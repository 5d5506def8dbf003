//! OAuth scope identifiers as declared by descriptors.

// self
use crate::_prelude::*;

/// Opaque OAuth scope string; the empty string is the default scope.
///
/// Unlike a token request's scope *set*, descriptors name exactly one scope per method and the
/// value is forwarded verbatim, so no normalization happens here. The default scope is always
/// requested once a descriptor exposes authenticated methods.
#[derive(Clone, Default, PartialEq, Eq, PartialOrd, Ord, Hash, Serialize, Deserialize)]
#[serde(transparent)]
pub struct Scope(String);
impl Scope {
	/// Wraps a scope string.
	pub fn new(value: impl Into<String>) -> Self {
		Self(value.into())
	}

	/// Returns true for the default (empty) scope.
	pub fn is_default(&self) -> bool {
		self.0.is_empty()
	}

	/// Raw value sent as the `scope` form parameter.
	pub fn as_str(&self) -> &str {
		&self.0
	}

	/// Human-readable label used in probe descriptions.
	pub fn label(&self) -> String {
		if self.is_default() { "the default scope".into() } else { format!("scope `{}`", self.0) }
	}
}
impl AsRef<str> for Scope {
	fn as_ref(&self) -> &str {
		self.as_str()
	}
}
impl From<&str> for Scope {
	fn from(value: &str) -> Self {
		Self::new(value)
	}
}
impl Debug for Scope {
	fn fmt(&self, f: &mut Formatter) -> FmtResult {
		write!(f, "Scope({:?})", self.0)
	}
}
impl Display for Scope {
	fn fmt(&self, f: &mut Formatter) -> FmtResult {
		f.write_str(&self.0)
	}
}
//! Typed representation of one API's declarative authorization contract.
//!
//! Descriptors are only ever produced by [`validate`], which turns the raw JSON input into an
//! [`ApiDescriptor`] or a [`ConfigError`](crate::error::ConfigError) listing every violation.

/// Descriptor validation.
pub mod validate;
/// The fixed verb enumeration.
pub mod verb;

pub use validate::*;
pub use verb::*;

// self
use crate::{
	_prelude::*,
	auth::{Scope, Secret},
};

/// OAuth 2.0 client configuration; present iff the descriptor exposes authenticated methods.
#[derive(Clone, Debug, PartialEq, Eq)]
pub struct OAuthClient {
	/// Issuer URL whose discovery document advertises the token endpoint.
	pub issuer: Url,
	/// Client identifier for the client-credentials grant.
	pub client_id: String,
	/// Client secret for the client-credentials grant.
	pub client_secret: Secret,
	/// Explicit audience override.
	pub audience: Option<String>,
}

/// Validated, read-only input for one assessment run.
#[derive(Clone, Debug, PartialEq, Eq)]
pub struct ApiDescriptor {
	/// Identifies the submission.
	pub owner: String,
	/// Static API key sent as `x-api-key`.
	pub api_key: Secret,
	/// Base URL exactly as supplied.
	pub base_url: String,
	/// Resource path exactly as supplied.
	pub resource: String,
	/// `{base_url}/{resource}`, parsed.
	pub resource_url: Url,
	/// Methods callable with the API key alone.
	pub public: BTreeSet<Verb>,
	/// Methods requiring a bearer token, mapped to the required scope.
	pub authenticated: BTreeMap<Verb, Scope>,
	/// OAuth client, `Some` iff `authenticated` is non-empty.
	pub oauth: Option<OAuthClient>,
}
impl ApiDescriptor {
	/// Audience requested for every token: the explicit override, else `{base_url}/{resource}`.
	pub fn audience(&self) -> String {
		self.oauth
			.as_ref()
			.and_then(|client| client.audience.clone())
			.unwrap_or_else(|| join_path(&self.base_url, &self.resource))
	}

	/// Verbs that are neither public nor authenticated.
	pub fn forbidden_verbs(&self) -> Vec<Verb> {
		Verb::ALL
			.into_iter()
			.filter(|verb| !self.public.contains(verb) && !self.authenticated.contains_key(verb))
			.collect()
	}

	/// Distinct scopes needing a token: every non-empty required scope in verb order, then the
	/// default scope. Empty when no method is authenticated.
	pub fn distinct_scopes(&self) -> Vec<Scope> {
		if self.authenticated.is_empty() {
			return Vec::new();
		}

		let mut scopes = Vec::new();

		for scope in self.authenticated.values() {
			if !scope.is_default() && !scopes.contains(scope) {
				scopes.push(scope.clone());
			}
		}

		scopes.push(Scope::default());

		scopes
	}
}

/// Joins a base URL and a path with exactly one `/` between them.
pub(crate) fn join_path(base: &str, path: &str) -> String {
	format!("{}/{}", base.trim_end_matches('/'), path.trim_start_matches('/'))
}

#[cfg(test)]
mod tests {
	// crates.io
	use serde_json::json;
	// self
	use super::*;

	fn scenario() -> ApiDescriptor {
		validate(&json!({
			"owner": "team-7",
			"api_key": "key",
			"api": "https://api.example.com/",
			"resource": "/orders",
			"public": ["GET"],
			"authenticated": { "PUT": "write", "DELETE": "admin" },
			"iss": "https://idp.example.com/",
			"client_id": "cid",
			"client_secret": "secret",
		}))
		.expect("Scenario descriptor should validate.")
	}

	#[test]
	fn forbidden_verbs_exclude_public_and_authenticated() {
		assert_eq!(scenario().forbidden_verbs(), vec![Verb::Patch, Verb::Post, Verb::Head]);
	}

	#[test]
	fn distinct_scopes_end_with_default() {
		let scopes = scenario().distinct_scopes();

		assert_eq!(scopes, vec![Scope::new("write"), Scope::new("admin"), Scope::default()]);
	}

	#[test]
	fn audience_defaults_to_resource_endpoint() {
		let mut descriptor = scenario();

		assert_eq!(descriptor.audience(), "https://api.example.com/orders");

		if let Some(client) = descriptor.oauth.as_mut() {
			client.audience = Some("urn:orders".into());
		}

		assert_eq!(descriptor.audience(), "urn:orders");
	}
}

★ ★ ★ ★ ★ ★ ★

● REQUIRED WORK
Give back exactly the lines of the listing, starting with the first and ending with the one bearing "default (empty) scope.". Add no other lines.

● ANSWER FOR THE TASK
repository 5d5506def8dbf003
//! OAuth scope identifiers as declared by descriptors.

// self
use crate::_prelude::*;

/// Opaque OAuth scope string; the empty string is the default scope.
///
/// Unlike a token request's scope *set*, descriptors name exactly one scope per method and the
/// value is forwarded verbatim, so no normalization happens here. The default scope is always
/// requested once a descriptor exposes authenticated methods.
#[derive(Clone, Default, PartialEq, Eq, PartialOrd, Ord, Hash, Serialize, Deserialize)]
#[serde(transparent)]
pub struct Scope(String);
impl Scope {
	/// Wraps a scope string.
	pub fn new(value: impl Into<String>) -> Self {
		Self(value.into())
	}

	/// Returns true for the default (empty) scope.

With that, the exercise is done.